*** PROVIDED MATERIAL ***

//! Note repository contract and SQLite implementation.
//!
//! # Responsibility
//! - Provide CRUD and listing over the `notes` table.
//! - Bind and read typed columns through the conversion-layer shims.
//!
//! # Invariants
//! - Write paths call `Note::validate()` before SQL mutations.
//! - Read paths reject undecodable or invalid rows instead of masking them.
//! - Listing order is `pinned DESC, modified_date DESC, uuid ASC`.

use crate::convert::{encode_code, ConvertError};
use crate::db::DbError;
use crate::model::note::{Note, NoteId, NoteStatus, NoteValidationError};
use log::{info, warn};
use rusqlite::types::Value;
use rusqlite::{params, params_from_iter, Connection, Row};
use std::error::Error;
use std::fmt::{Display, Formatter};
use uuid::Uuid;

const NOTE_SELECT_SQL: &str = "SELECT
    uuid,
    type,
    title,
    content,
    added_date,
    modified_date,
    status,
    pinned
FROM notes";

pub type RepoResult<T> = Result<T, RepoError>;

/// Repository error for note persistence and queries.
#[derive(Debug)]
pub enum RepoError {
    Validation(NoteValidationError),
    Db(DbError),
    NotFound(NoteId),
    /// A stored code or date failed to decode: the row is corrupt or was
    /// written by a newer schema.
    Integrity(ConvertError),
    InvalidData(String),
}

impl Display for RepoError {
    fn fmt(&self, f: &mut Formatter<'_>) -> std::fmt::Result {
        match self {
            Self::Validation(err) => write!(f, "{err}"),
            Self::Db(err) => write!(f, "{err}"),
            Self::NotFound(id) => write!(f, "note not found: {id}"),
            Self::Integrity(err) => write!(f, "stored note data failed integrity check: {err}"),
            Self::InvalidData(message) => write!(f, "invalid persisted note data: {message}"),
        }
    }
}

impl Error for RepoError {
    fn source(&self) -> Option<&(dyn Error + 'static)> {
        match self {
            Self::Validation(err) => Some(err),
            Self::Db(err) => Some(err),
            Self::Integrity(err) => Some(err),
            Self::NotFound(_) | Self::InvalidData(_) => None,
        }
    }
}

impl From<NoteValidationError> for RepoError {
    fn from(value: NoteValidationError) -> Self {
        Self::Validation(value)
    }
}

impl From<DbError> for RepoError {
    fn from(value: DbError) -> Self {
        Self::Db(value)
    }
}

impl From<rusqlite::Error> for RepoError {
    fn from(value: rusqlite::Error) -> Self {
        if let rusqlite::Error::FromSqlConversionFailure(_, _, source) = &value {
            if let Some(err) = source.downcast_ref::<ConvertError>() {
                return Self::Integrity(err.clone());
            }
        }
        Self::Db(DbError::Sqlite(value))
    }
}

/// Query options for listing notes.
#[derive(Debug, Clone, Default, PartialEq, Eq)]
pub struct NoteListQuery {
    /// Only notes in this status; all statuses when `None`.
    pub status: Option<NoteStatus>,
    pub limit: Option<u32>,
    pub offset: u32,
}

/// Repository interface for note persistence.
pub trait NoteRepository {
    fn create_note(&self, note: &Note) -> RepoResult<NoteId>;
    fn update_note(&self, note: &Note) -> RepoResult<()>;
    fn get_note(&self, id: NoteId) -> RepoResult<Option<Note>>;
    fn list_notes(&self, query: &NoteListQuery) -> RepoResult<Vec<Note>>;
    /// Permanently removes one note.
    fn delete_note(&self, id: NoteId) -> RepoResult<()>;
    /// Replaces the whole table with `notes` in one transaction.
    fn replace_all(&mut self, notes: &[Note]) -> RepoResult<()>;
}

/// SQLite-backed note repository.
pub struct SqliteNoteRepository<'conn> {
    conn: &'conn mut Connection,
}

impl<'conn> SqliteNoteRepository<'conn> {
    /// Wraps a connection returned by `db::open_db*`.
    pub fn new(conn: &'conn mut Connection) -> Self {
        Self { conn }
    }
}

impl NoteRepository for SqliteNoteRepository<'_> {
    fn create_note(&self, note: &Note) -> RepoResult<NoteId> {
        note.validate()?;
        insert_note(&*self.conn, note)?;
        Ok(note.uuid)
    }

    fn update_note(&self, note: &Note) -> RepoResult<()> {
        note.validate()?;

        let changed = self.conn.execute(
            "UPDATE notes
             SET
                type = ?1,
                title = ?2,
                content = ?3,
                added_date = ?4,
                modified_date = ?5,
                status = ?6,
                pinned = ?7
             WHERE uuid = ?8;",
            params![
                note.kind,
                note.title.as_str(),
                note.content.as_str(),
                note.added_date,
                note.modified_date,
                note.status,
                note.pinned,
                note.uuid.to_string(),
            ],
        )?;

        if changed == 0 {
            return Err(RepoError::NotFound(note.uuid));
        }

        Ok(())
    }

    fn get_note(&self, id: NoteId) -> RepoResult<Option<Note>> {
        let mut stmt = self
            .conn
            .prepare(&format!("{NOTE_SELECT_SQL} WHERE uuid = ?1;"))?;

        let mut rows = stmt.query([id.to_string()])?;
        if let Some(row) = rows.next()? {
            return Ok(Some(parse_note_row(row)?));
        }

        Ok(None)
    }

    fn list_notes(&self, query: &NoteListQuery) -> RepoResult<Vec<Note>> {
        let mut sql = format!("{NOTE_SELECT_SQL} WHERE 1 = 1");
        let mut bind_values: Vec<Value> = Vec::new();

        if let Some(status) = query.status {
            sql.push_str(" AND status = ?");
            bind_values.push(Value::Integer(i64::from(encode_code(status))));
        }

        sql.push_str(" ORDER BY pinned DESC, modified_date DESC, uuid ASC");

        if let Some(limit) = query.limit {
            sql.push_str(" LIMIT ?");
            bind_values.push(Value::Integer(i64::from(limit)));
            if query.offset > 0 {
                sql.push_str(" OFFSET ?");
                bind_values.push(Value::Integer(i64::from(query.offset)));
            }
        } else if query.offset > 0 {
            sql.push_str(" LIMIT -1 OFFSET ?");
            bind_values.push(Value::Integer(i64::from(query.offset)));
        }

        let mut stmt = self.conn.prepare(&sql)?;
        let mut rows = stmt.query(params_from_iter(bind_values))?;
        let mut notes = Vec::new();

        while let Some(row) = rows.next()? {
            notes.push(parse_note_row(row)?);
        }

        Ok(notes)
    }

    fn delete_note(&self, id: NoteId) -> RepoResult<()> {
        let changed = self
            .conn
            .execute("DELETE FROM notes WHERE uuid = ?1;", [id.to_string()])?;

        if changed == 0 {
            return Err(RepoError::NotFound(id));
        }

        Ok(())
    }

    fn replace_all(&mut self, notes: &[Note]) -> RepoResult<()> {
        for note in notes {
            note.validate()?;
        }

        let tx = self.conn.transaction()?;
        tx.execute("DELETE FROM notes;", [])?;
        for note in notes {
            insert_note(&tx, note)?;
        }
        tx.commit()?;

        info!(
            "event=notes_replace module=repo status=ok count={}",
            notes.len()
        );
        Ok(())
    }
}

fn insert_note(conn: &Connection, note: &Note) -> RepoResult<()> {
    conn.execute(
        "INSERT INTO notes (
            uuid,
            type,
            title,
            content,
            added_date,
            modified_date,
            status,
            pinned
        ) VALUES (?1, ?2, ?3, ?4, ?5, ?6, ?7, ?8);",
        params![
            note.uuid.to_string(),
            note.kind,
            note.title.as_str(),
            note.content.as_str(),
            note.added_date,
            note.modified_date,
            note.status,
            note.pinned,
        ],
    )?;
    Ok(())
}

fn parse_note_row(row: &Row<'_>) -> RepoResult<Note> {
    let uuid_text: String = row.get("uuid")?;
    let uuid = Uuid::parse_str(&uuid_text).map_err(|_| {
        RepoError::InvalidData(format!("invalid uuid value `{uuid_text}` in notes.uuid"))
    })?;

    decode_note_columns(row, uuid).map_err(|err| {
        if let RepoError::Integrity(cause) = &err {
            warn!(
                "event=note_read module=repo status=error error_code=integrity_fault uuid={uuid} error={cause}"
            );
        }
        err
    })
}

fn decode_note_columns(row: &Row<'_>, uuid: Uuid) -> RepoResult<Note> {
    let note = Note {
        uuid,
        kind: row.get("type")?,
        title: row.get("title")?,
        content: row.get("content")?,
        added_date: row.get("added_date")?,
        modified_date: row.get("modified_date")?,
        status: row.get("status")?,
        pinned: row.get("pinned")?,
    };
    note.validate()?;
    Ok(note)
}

*** End of PROVIDED MATERIAL ***

[TO DO] Look through the entries above and list every line containing "NotFound".

[FINISHED TASK]
    NotFound(NoteId),
            Self::NotFound(id) => write!(f, "note not found: {id}"),
            Self::NotFound(_) | Self::InvalidData(_) => None,
            return Err(RepoError::NotFound(note.uuid));
            return Err(RepoError::NotFound(id));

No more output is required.